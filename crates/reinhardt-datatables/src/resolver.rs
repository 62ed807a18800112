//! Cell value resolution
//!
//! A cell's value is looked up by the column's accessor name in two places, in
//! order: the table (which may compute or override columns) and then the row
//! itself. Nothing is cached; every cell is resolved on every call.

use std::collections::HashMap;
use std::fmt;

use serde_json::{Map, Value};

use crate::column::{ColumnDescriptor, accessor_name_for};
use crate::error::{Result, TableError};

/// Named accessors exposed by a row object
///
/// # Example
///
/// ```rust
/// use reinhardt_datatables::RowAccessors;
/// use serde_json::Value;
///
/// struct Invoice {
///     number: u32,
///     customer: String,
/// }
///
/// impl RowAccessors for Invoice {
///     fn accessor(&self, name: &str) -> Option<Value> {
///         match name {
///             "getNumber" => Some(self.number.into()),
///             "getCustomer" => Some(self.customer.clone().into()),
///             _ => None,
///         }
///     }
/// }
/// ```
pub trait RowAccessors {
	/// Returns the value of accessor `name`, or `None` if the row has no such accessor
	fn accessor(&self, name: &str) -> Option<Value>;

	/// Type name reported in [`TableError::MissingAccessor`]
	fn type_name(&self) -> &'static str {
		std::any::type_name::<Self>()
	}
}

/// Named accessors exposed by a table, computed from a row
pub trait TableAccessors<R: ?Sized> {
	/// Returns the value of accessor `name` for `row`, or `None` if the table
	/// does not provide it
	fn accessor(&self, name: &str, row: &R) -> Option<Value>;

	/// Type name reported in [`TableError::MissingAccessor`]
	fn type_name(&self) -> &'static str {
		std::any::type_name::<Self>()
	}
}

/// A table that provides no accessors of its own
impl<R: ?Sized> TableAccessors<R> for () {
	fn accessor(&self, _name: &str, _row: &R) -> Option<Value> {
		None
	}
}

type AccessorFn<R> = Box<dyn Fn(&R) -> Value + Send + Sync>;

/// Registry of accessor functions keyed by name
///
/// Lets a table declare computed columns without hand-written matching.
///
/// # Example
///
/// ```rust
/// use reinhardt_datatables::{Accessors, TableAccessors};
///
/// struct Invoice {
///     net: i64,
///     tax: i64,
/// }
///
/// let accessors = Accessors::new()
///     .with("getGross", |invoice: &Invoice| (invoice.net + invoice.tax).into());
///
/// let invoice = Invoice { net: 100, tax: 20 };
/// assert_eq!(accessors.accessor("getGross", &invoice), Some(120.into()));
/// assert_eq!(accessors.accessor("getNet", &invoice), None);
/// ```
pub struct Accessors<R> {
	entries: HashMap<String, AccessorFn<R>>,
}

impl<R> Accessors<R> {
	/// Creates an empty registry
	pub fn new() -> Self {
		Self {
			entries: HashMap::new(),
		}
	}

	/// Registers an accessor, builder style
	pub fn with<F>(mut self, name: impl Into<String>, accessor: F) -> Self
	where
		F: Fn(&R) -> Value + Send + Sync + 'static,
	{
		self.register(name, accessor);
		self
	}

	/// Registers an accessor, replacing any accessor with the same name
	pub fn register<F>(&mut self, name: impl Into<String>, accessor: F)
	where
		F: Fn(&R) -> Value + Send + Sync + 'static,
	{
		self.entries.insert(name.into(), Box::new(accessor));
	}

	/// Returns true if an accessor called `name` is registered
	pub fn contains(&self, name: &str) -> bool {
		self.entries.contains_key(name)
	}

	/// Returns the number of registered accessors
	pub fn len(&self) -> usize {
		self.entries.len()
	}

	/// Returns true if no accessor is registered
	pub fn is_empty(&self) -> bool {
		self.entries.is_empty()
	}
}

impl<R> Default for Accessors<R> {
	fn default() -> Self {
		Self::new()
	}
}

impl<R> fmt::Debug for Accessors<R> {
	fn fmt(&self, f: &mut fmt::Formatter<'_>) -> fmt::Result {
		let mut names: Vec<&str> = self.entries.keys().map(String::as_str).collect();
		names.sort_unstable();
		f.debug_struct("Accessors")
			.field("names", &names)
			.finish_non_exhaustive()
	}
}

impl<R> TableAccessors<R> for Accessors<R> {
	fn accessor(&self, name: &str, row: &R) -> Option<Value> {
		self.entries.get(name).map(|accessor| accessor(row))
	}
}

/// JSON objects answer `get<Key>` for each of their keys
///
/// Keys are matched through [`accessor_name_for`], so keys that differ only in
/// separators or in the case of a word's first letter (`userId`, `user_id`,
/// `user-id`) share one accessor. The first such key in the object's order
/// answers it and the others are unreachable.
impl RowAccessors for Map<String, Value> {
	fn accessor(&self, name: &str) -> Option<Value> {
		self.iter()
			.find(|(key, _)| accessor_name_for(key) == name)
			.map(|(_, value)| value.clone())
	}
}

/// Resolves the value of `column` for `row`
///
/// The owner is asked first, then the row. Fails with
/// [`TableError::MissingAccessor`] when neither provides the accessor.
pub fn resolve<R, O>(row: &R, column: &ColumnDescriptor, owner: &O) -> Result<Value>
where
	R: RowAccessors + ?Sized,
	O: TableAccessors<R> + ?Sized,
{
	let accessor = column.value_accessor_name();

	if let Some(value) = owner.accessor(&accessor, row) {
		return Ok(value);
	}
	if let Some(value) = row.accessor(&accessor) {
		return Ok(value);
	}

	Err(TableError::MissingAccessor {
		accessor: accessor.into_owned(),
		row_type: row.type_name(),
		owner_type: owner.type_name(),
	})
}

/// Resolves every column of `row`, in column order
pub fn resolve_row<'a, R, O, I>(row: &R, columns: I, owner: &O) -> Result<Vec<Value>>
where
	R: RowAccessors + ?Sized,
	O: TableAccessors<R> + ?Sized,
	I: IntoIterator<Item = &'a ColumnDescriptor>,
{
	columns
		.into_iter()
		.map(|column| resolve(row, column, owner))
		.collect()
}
——
**What to produce**
Working from the entries above, filter out every line that lacks "columns" and copy what remains.

**Answer section**
//! order: the table (which may compute or override columns) and then the row
/// Lets a table declare computed columns without hand-written matching.
pub fn resolve_row<'a, R, O, I>(row: &R, columns: I, owner: &O) -> Result<Vec<Value>>
	columns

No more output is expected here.